Too many blackouts: How underserved communities are making utilities listen
Cheryl Watson has lived for 60 years in the same bungalow where she grew up in Chatham, on the south side of Chicago. For most people, losing electricity is an inconvenience, but in an aging, underserved community like Chatham, a power outage can quickly become a crisis.

“Houses around here didn’t need AC when I was growing up, but now climate change means they do,” says Watson. “When we lose power in the summer, it can become a medical emergency for older folks like me.”
Chronic disinvestment in Chatham, where the population is mostly Black and middle and lower-income, compounds these risks. “If there’s even a little rain, the neighborhood floods and you’re trapped, and the nearest decent hospital is miles away,” says Watson.
What’s worse, communities like Chatham are more likely to experience a dangerous power failure.
In Chicago, power outages are 83% more frequent, and last 140% longer, in low-wealth and minority communities compared to whiter, wealthier communities.
These disparities are due in part to older, less reliable electric infrastructure. Neighborhoods without critical facilities like hospitals, and without a growing number of new solar connections, are not prioritized for upgrades.
Plus, members of these underserved communities have historically not been at the table when energy decisions are being made. If they're unable to express their experiences, their concerns cannot be taken into account.
Environmental Defense Fund attorney Christie Hicks is working to get community voices in the room where it happens.
Public utility commissions call the shots
Utilities are regulated by small, technocratic bodies called public utility commissions. Typically composed of three to five members appointed by the governor, they control what rates utilities can charge, how they distribute costs between residential and industrial customers and what energy infrastructure they can build.
People who submit testimony during a commission’s public hearings are generally engineers, economists, scientists, “or someone else with a lot of letters after their name,” says Hicks.
There’s no legal reason why a community member can’t testify.

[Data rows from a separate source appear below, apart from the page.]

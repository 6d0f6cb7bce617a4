//! HTTP inbound adapter.
//!
//! Exposes the command parser and the job service:
//! - `POST /command` turns chat text into generation parameters
//! - `POST /generate` issues a job token
//! - `GET /generate?id=` reports a job's state
//! - `GET /health` liveness probe

mod error;
mod handlers;
mod middleware;

pub use error::ApiError;

use crate::application::jobs::JobService;
use crate::ports::clock::Clock;
use crate::ports::provider::VideoProvider;
use axum::routing::{get, post};
use axum::Router;
use std::sync::Arc;
use tower_http::cors::{Any, CorsLayer};
use tower_http::trace::TraceLayer;

pub fn router<C, P>(service: Arc<JobService<C, P>>) -> Router
where
    C: Clock + 'static,
    P: VideoProvider + 'static,
{
    let cors = CorsLayer::new()
        .allow_origin(Any)
        .allow_methods(Any)
        .allow_headers(Any);

    Router::new()
        .route("/command", post(handlers::command))
        .route(
            "/generate",
            post(handlers::submit::<C, P>).get(handlers::status::<C, P>),
        )
        .route("/health", get(handlers::health))
        .layer(axum::middleware::from_fn(middleware::log_request_errors))
        .layer(TraceLayer::new_for_http())
        .layer(cors)
        .with_state(service)
}
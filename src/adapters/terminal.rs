//! Line-oriented terminal front end for the chat binary.

use crate::application::controller::Session;
use crate::domain::chat::{ChatLog, ChatRole};
use crate::domain::video::{AspectRatio, ClipDuration};
use std::fmt::Write;

#[derive(Debug, Clone, PartialEq, Eq)]
pub enum TerminalCommand {
    Generate,
    Prompt(String),
    Duration(ClipDuration),
    Aspect(AspectRatio),
    Status,
    History,
    Help,
    Quit,
    /// Anything that is not a slash command goes to the command parser.
    Chat(String),
    Invalid(String),
}

impl TerminalCommand {
    pub fn parse(line: &str) -> Self {
        let line = line.trim();
        let Some(command) = line.strip_prefix('/') else {
            return TerminalCommand::Chat(line.to_string());
        };
        let (name, arg) = match command.split_once(char::is_whitespace) {
            Some((name, arg)) => (name, arg.trim()),
            None => (command, ""),
        };

        match name {
            "generate" => TerminalCommand::Generate,
            "prompt" => TerminalCommand::Prompt(arg.to_string()),
            "duration" => match arg.parse::<u32>().map(ClipDuration::try_from) {
                Ok(Ok(duration)) => TerminalCommand::Duration(duration),
                _ => TerminalCommand::Invalid(format!(
                    "duration must be one of {}",
                    ClipDuration::all()
                        .map(|d| d.to_string())
                        .collect::<Vec<_>>()
                        .join(", ")
                )),
            },
            "aspect" => match arg.parse::<AspectRatio>() {
                Ok(aspect) => TerminalCommand::Aspect(aspect),
                Err(e) => TerminalCommand::Invalid(e.to_string()),
            },
            "status" => TerminalCommand::Status,
            "history" => TerminalCommand::History,
            "help" => TerminalCommand::Help,
            "quit" | "exit" => TerminalCommand::Quit,
            other => TerminalCommand::Invalid(format!("unknown command /{}", other)),
        }
    }
}

pub const HELP: &str = "\
/generate            start a generation with the current form
/prompt <text>       set the prompt
/duration <seconds>  set the duration (88, 60, 180, 300, 600)
/aspect <16:9|9:16>  set the aspect ratio
/status              show the form, job and video
/history             show the chat log
/quit                exit
anything else is sent as a chat command";

pub fn render_session(session: &Session) -> String {
    let mut out = String::new();
    let request = &session.request;
    let _ = writeln!(out, "prompt:   {}", request.prompt);
    let _ = writeln!(out, "duration: {}", request.duration_seconds.label());
    let _ = writeln!(out, "aspect:   {}", request.aspect_ratio);
    if let Some(id) = &session.job_id {
        let _ = writeln!(out, "job:      {}", id);
    }
    match (&session.video_url, session.loading) {
        (_, true) => {
            let _ = writeln!(out, "video:    generating...");
        }
        (Some(url), false) => {
            let _ = writeln!(out, "video:    {}", url);
        }
        (None, false) => {}
    }
    out
}

pub fn render_history(messages: &ChatLog) -> String {
    let mut out = String::new();
    for message in messages.iter() {
        let who = match message.role {
            ChatRole::User => "you",
            ChatRole::Assistant => "bot",
        };
        let _ = writeln!(out, "{}> {}", who, message.content);
    }
    out
}
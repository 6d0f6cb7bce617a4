use crate::domain::jobs::{JobPayload, StatusResponse, SubmitResponse, TokenError};
use crate::domain::video::VideoRequest;
use crate::ports::clock::Clock;
use crate::ports::provider::VideoProvider;
use tracing::{debug, info};

/// Issues job tokens and answers status checks from the token alone.
pub struct JobService<C, P> {
    clock: C,
    provider: P,
}

impl<C, P> JobService<C, P>
where
    C: Clock,
    P: VideoProvider,
{
    pub fn new(clock: C, provider: P) -> Self {
        Self { clock, provider }
    }

    pub fn submit(&self, request: &VideoRequest) -> Result<SubmitResponse, TokenError> {
        let ticket = self.provider.schedule(request);
        let payload = JobPayload::new(
            &ticket.provider,
            self.clock.now_ms(),
            ticket.ready_after_ms,
            &ticket.url,
            request,
        );
        let id = payload.encode()?;

        info!(
            provider = %ticket.provider,
            duration = %request.duration_seconds,
            aspect = %request.aspect_ratio,
            ready_after_ms = ticket.ready_after_ms,
            "Accepted generation request"
        );

        Ok(SubmitResponse::processing(id))
    }

    pub fn status(&self, id: &str) -> Result<StatusResponse, TokenError> {
        let payload = JobPayload::decode(id)?;
        let now = self.clock.now_ms();
        let state = payload.state_at(now);
        debug!(
            provider = %payload.provider,
            remaining_ms = payload.ready_at().saturating_sub(now),
            "Checked job"
        );

        Ok(StatusResponse {
            id: id.to_string(),
            state,
        })
    }
}
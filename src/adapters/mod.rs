//! Adapters - Concrete implementations of ports.

pub mod canned;
pub mod system;

#[cfg(feature = "server")]
pub mod http;

#[cfg(feature = "client")]
pub mod client;

#[cfg(feature = "client")]
pub mod terminal;
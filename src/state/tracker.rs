use std::cmp::Ordering;

use super::FeedSnapshot;

/// What a fresh snapshot means relative to the last seen issue.
#[derive(Debug, Clone, PartialEq, Eq)]
pub enum Observation {
    /// First non-empty snapshot. Nothing to compare against yet.
    Baseline,
    /// Latest issue matches the one already seen.
    Unchanged,
    /// Latest issue moved on from `previous`.
    NewIssue { previous: String },
    /// Feed returned no draws. Baseline kept.
    Empty,
    /// Latest issue is older than the one already seen (lagging cache).
    Stale { latest: String },
}

impl Observation {
    /// True only for a genuine issue transition.
    pub fn is_new_issue(&self) -> bool {
        matches!(self, Self::NewIssue { .. })
    }
}

/// Remembers the latest issue number across polls.
#[derive(Debug, Default)]
pub struct IssueTracker {
    last_issue: Option<String>,
}

impl IssueTracker {
    pub fn new() -> Self {
        Self::default()
    }

    pub fn last_issue(&self) -> Option<&str> {
        self.last_issue.as_deref()
    }

    /// Compare `snapshot` to the last seen issue and advance the baseline.
    ///
    /// Each distinct issue yields `NewIssue` at most once, since the
    /// baseline moves to it in the same call.
    pub fn observe(&mut self, snapshot: &FeedSnapshot) -> Observation {
        let Some(latest) = snapshot.latest() else {
            return Observation::Empty;
        };
        let latest = &latest.issue_number;

        let observation = match self.last_issue.as_deref() {
            None => Observation::Baseline,
            Some(last) if last == latest => return Observation::Unchanged,
            Some(last) if compare_issues(latest, last) == Some(Ordering::Less) => {
                return Observation::Stale {
                    latest: latest.clone(),
                };
            }
            Some(last) => Observation::NewIssue {
                previous: last.to_string(),
            },
        };

        self.last_issue = Some(latest.clone());
        observation
    }
}

/// Numeric order of two issue ids, if both are plain digit strings.
fn compare_issues(a: &str, b: &str) -> Option<Ordering> {
    let digits = |s: &str| !s.is_empty() && s.bytes().all(|c| c.is_ascii_digit());
    if !digits(a) || !digits(b) {
        return None;
    }

    let a = a.trim_start_matches('0');
    let b = b.trim_start_matches('0');
    Some(a.len().cmp(&b.len()).then_with(|| a.cmp(b)))
}

#[cfg(test)]
mod tests {
    use super::*;
    use crate::state::Draw;

    fn snap(issue: &str) -> FeedSnapshot {
        FeedSnapshot::new(vec![Draw::new(issue, 3, "green")])
    }

    #[test]
    fn test_first_poll_is_baseline() {
        let mut tracker = IssueTracker::new();
        assert_eq!(tracker.observe(&snap("1001")), Observation::Baseline);
        assert_eq!(tracker.last_issue(), Some("1001"));
    }

    #[test]
    fn test_same_issue_unchanged() {
        let mut tracker = IssueTracker::new();
        tracker.observe(&snap("1001"));

        assert_eq!(tracker.observe(&snap("1001")), Observation::Unchanged);
        assert_eq!(tracker.observe(&snap("1001")), Observation::Unchanged);
    }

    #[test]
    fn test_new_issue_fires_once() {
        let mut tracker = IssueTracker::new();
        tracker.observe(&snap("1001"));

        let first = tracker.observe(&snap("1002"));
        assert_eq!(
            first,
            Observation::NewIssue {
                previous: "1001".to_string()
            }
        );
        // Duplicate poll of the same new issue
        assert_eq!(tracker.observe(&snap("1002")), Observation::Unchanged);
    }

    #[test]
    fn test_empty_keeps_baseline() {
        let mut tracker = IssueTracker::new();
        tracker.observe(&snap("1001"));

        assert_eq!(tracker.observe(&FeedSnapshot::empty()), Observation::Empty);
        assert_eq!(tracker.last_issue(), Some("1001"));
        assert_eq!(tracker.observe(&snap("1001")), Observation::Unchanged);
    }

    #[test]
    fn test_empty_before_baseline() {
        let mut tracker = IssueTracker::new();
        assert_eq!(tracker.observe(&FeedSnapshot::empty()), Observation::Empty);
        assert_eq!(tracker.observe(&snap("1001")), Observation::Baseline);
    }

    #[test]
    fn test_stale_response_ignored() {
        let mut tracker = IssueTracker::new();
        tracker.observe(&snap("20250101100010002"));

        assert_eq!(
            tracker.observe(&snap("20250101100010001")),
            Observation::Stale {
                latest: "20250101100010001".to_string()
            }
        );
        assert_eq!(tracker.last_issue(), Some("20250101100010002"));
        assert_eq!(tracker.observe(&snap("20250101100010002")), Observation::Unchanged);
    }

    #[test]
    fn test_opaque_ids_any_change_is_new() {
        let mut tracker = IssueTracker::new();
        tracker.observe(&snap("B-2"));
        assert!(tracker.observe(&snap("A-1")).is_new_issue());
    }

    #[test]
    fn test_compare_issues() {
        assert_eq!(compare_issues("999", "1000"), Some(Ordering::Less));
        assert_eq!(compare_issues("1001", "1000"), Some(Ordering::Greater));
        assert_eq!(compare_issues("0010", "10"), Some(Ordering::Equal));
        assert_eq!(compare_issues("10a", "10"), None);
    }
}
pub mod api;
pub mod config;
pub mod display;
pub mod events;
pub mod feeds;
pub mod prediction;
pub mod state;
use crate::api::FetchError;
use crate::prediction::Prediction;

/// Notifications pushed by the engine. The published `EngineView` carries the
/// full state; these are the one-off signals a presentation layer reacts to.
#[derive(Debug, Clone, PartialEq)]
pub enum Event {
    /// Latest issue moved on. Sent exactly once per transition, never for the
    /// first poll that only establishes the baseline.
    NewIssue {
        issue: String,
        previous: String,
        prediction: Option<Prediction>,
    },

    /// A poll failed. Previous data is still being shown.
    FetchFailed { error: FetchError },

    /// Engine stopped on request.
    Shutdown,
}

impl Event {
    pub fn is_new_issue(&self) -> bool {
        matches!(self, Event::NewIssue { .. })
    }
}
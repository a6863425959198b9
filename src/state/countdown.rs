/// Seconds left until the next fetch, aligned to the feed's round length.
#[derive(Debug, Clone, Copy, PartialEq, Eq)]
pub struct Countdown {
    round_secs: u32,
    remaining: u32,
}

impl Countdown {
    /// Start a full round.
    pub fn new(round_secs: u32) -> Self {
        let round_secs = round_secs.max(1);
        Self {
            round_secs,
            remaining: round_secs,
        }
    }

    /// Start at the seconds left until the next round boundary on the
    /// wall clock. A clock sitting exactly on a boundary gives a full round.
    pub fn aligned(round_secs: u32, now_ms: i64) -> Self {
        let mut countdown = Self::new(round_secs);
        let round = countdown.round_secs as i64;
        let into_round = (now_ms / 1000).rem_euclid(round);
        countdown.remaining = (round - into_round) as u32;
        countdown
    }

    pub fn remaining(&self) -> u32 {
        self.remaining
    }

    pub fn round_secs(&self) -> u32 {
        self.round_secs
    }

    /// Advance one second. Returns true once the countdown sits at zero.
    /// Never goes below zero.
    pub fn tick(&mut self) -> bool {
        self.remaining = self.remaining.saturating_sub(1);
        self.remaining == 0
    }

    /// Back to a full round.
    pub fn reset(&mut self) {
        self.remaining = self.round_secs;
    }
}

But there are a lot of barriers.
“You need an attorney, you have to understand this really nuanced body of law, and make sense of some truly arcane language and procedures,” says Hicks.

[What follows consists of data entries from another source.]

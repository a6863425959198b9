/// First tag of a comma-separated color field, passed through verbatim.
pub fn derive_color_class(color: &str) -> &str {
    color.split(',').next().unwrap_or("")
}
mod engine;
mod poller;

pub use engine::{Engine, EngineHandle, Schedule};
pub use poller::FeedPoller;
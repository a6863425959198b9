use std::time::Duration;

use tokio::sync::{mpsc, oneshot, watch};
use tokio::task::JoinHandle;
use tokio::time::{interval_at, Instant, Interval, MissedTickBehavior};
use tracing::{debug, info, warn};

use super::FeedPoller;
use crate::api::DrawSource;
use crate::events::Event;
use crate::state::{Countdown, EngineView, Observation, PollPhase};

const TICK: Duration = Duration::from_secs(1);

/// When to poll.
#[derive(Debug, Clone, Copy, PartialEq, Eq)]
pub enum Schedule {
    /// Poll every `interval` regardless of round boundaries.
    /// `round_secs` only drives the displayed countdown.
    FixedInterval { interval: Duration, round_secs: u32 },

    /// Count down once per second and poll when the countdown hits zero,
    /// then start a new round. With `align_to_clock` the first round is
    /// shortened to end on a wall-clock round boundary.
    Countdown { round_secs: u32, align_to_clock: bool },
}

impl Schedule {
    pub fn round_secs(&self) -> u32 {
        match self {
            Schedule::FixedInterval { round_secs, .. } => *round_secs,
            Schedule::Countdown { round_secs, .. } => *round_secs,
        }
    }

    fn initial_countdown(&self, now_ms: i64) -> Countdown {
        match self {
            Schedule::Countdown {
                round_secs,
                align_to_clock: true,
            }
            | Schedule::FixedInterval { round_secs, .. } => Countdown::aligned(*round_secs, now_ms),
            Schedule::Countdown { round_secs, .. } => Countdown::new(*round_secs),
        }
    }
}

/// Poller plus cadence. `spawn` moves it onto its own task.
pub struct Engine<S> {
    poller: FeedPoller<S>,
    schedule: Schedule,
    clock: fn() -> i64,
}

impl<S> Engine<S>
where
    S: DrawSource + Send + Sync + 'static,
{
    pub fn new(poller: FeedPoller<S>, schedule: Schedule) -> Self {
        Self {
            poller,
            schedule,
            clock: now_ms,
        }
    }

    /// Replace the wall clock (unix millis) used to align the countdown.
    pub fn with_clock(mut self, clock: fn() -> i64) -> Self {
        self.clock = clock;
        self
    }

    /// Start polling. Notifications go to `events`; state is read through
    /// the returned handle.
    pub fn spawn(self, events: mpsc::Sender<Event>) -> EngineHandle {
        let countdown = self.schedule.initial_countdown((self.clock)());
        let (view_tx, view_rx) = watch::channel(self.poller.view(countdown.remaining()));
        let (shutdown_tx, shutdown_rx) = oneshot::channel();

        let runner = Runner {
            poller: self.poller,
            schedule: self.schedule,
            countdown,
            clock: self.clock,
            events,
            view: view_tx,
        };
        let task = tokio::spawn(runner.run(shutdown_rx));

        EngineHandle {
            view: view_rx,
            shutdown: Some(shutdown_tx),
            task: Some(task),
        }
    }
}

/// Owner side of a running engine.
///
/// Dropping the handle aborts the task, so no timer outlives it.
pub struct EngineHandle {
    view: watch::Receiver<EngineView>,
    shutdown: Option<oneshot::Sender<()>>,
    task: Option<JoinHandle<()>>,
}

impl EngineHandle {
    /// Latest published state.
    pub fn view(&self) -> EngineView {
        self.view.borrow().clone()
    }

    /// Receiver that wakes on every publish.
    pub fn subscribe(&self) -> watch::Receiver<EngineView> {
        self.view.clone()
    }

    /// Stop the timer and wait for the task to finish.
    pub async fn shutdown(mut self) {
        if let Some(tx) = self.shutdown.take() {
            let _ = tx.send(());
        }
        if let Some(task) = self.task.take() {
            if let Err(e) = task.await {
                warn!(error = %e, "engine task ended abnormally");
            }
        }
    }
}

impl Drop for EngineHandle {
    fn drop(&mut self) {
        if let Some(task) = self.task.take() {
            task.abort();
        }
    }
}

struct Runner<S> {
    poller: FeedPoller<S>,
    schedule: Schedule,
    countdown: Countdown,
    clock: fn() -> i64,
    events: mpsc::Sender<Event>,
    view: watch::Sender<EngineView>,
}

// A tick that lands while a poll is pending is dropped, not queued
fn ticker(period: Duration) -> Interval {
    let period = period.max(Duration::from_millis(1));
    let mut ticker = interval_at(Instant::now() + period, period);
    ticker.set_missed_tick_behavior(MissedTickBehavior::Skip);
    ticker
}

impl<S> Runner<S>
where
    S: DrawSource + Send + Sync + 'static,
{
    async fn run(mut self, mut shutdown: oneshot::Receiver<()>) {
        info!(schedule = ?self.schedule, "engine started");

        tokio::select! {
            biased;
            _ = &mut shutdown => {}
            _ = self.run_ticks() => {}
        }

        info!("engine stopped");
        let _ = self.events.try_send(Event::Shutdown);
    }

    async fn run_ticks(&mut self) {
        // Baseline before the first tick
        self.poll().await;

        let mut seconds = ticker(TICK);
        match self.schedule {
            Schedule::Countdown { .. } => loop {
                seconds.tick().await;
                if self.countdown.tick() {
                    self.poll().await;
                    self.countdown.reset();
                }
                self.publish();
            },
            Schedule::FixedInterval {
                interval,
                round_secs,
            } => {
                let mut fetches = ticker(interval);
                loop {
                    // Handlers run outside the race, so a poll is never
                    // started while another is pending
                    tokio::select! {
                        _ = fetches.tick() => {
                            self.poll().await;
                            self.countdown = Countdown::aligned(round_secs, (self.clock)());
                        }
                        _ = seconds.tick() => {
                            if self.countdown.tick() {
                                self.countdown.reset();
                            }
                        }
                    }
                    self.publish();
                }
            }
        }
    }

    async fn poll(&mut self) {
        self.view.send_modify(|view| view.phase = PollPhase::Polling);

        match self.poller.poll_once().await {
            Ok(Observation::NewIssue { previous }) => {
                let issue = self
                    .poller
                    .snapshot()
                    .latest()
                    .map(|d| d.issue_number.clone())
                    .unwrap_or_default();
                self.notify(Event::NewIssue {
                    issue,
                    previous,
                    prediction: self.poller.prediction().cloned(),
                });
            }
            Ok(observation) => debug!(?observation, "poll complete"),
            Err(error) => self.notify(Event::FetchFailed { error }),
        }

        self.publish();
    }

    fn publish(&self) {
        self.view.send_replace(self.poller.view(self.countdown.remaining()));
    }

    // Never waits on a slow consumer; the schedule must keep going.
    fn notify(&self, event: Event) {
        if let Err(e) = self.events.try_send(event) {
            warn!(error = %e, "dropping engine event");
        }
    }
}

fn now_ms() -> i64 {
    chrono::Utc::now().timestamp_millis()
}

Plus, it’s not how things have historically been done at these slow-to-evolve commissions.
Local expertise is key
Hicks is developing a system for collecting and incorporating testimony from community members into public utility legal proceedings. It’s a little like collecting citizen science, but in a legal context. She’s researching different techniques that community members can use to document what is really going on in their communities, like the lingering effects of shuttered fossil fuel facilities.
Hicks and her team are also evaluating cases where this kind of testimony will have the biggest impact.

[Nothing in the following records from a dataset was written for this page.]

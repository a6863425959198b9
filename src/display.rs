//! Terminal rendering of the engine view: prediction box, countdown and the
//! draw list with each draw's size pattern. Presentation only.

use std::fmt::Write;

use crate::state::{EngineView, PollPhase};

const MAX_ROWS: usize = 10;

/// Render the whole view as a block of text.
pub fn render(view: &EngineView) -> String {
    let mut out = String::new();

    match &view.prediction {
        Some(p) => {
            let _ = writeln!(
                out,
                "Next #{}  {}  ({})",
                p.next_issue_number, p.size_class, p.color_class
            );
        }
        None => out.push_str("Next: waiting for first draw\n"),
    }

    let _ = write!(out, "Draw in {:>2}s", view.seconds_remaining);
    if let Some(e) = &view.last_error {
        let _ = write!(out, "  [stale: {}]", e);
    } else if view.phase == PollPhase::Polling {
        out.push_str("  [fetching]");
    }
    out.push('\n');

    for draw in view.draws.iter().take(MAX_ROWS) {
        let _ = writeln!(
            out,
            "{}  {}  {:<5}  {}",
            draw.issue_number,
            draw.number,
            draw.size_class(),
            draw.color
        );
    }

    out
}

“The goal is to have lived experience in an impacted community recognized as a legitimate form of expertise,” says Hicks.
Her initial efforts are already paying off. Hicks recently worked with Watson to submit testimony in a case about evaluating utility performance. The commission sided with Watson and EDF. It will now require the utility to provide data that will clearly show if certain neighborhoods are receiving less reliable service than others.
And the utility will have a portion of its profits tied to how it performs, based on these equity-focused numbers.
“It all begins with who is at the table when decisions are being made,” says Watson. “If people from frontline communities, who are the keepers of their community's history, are not at the table, then history is destined to be repeated.”
Changing how utilities do business isn’t going to happen overnight, says Hicks, but she is motivated by the community leaders she works with, who are relentless in their push for progress.
“As one of my community members likes to remind me,” says Hicks, “it ain’t over till we win.”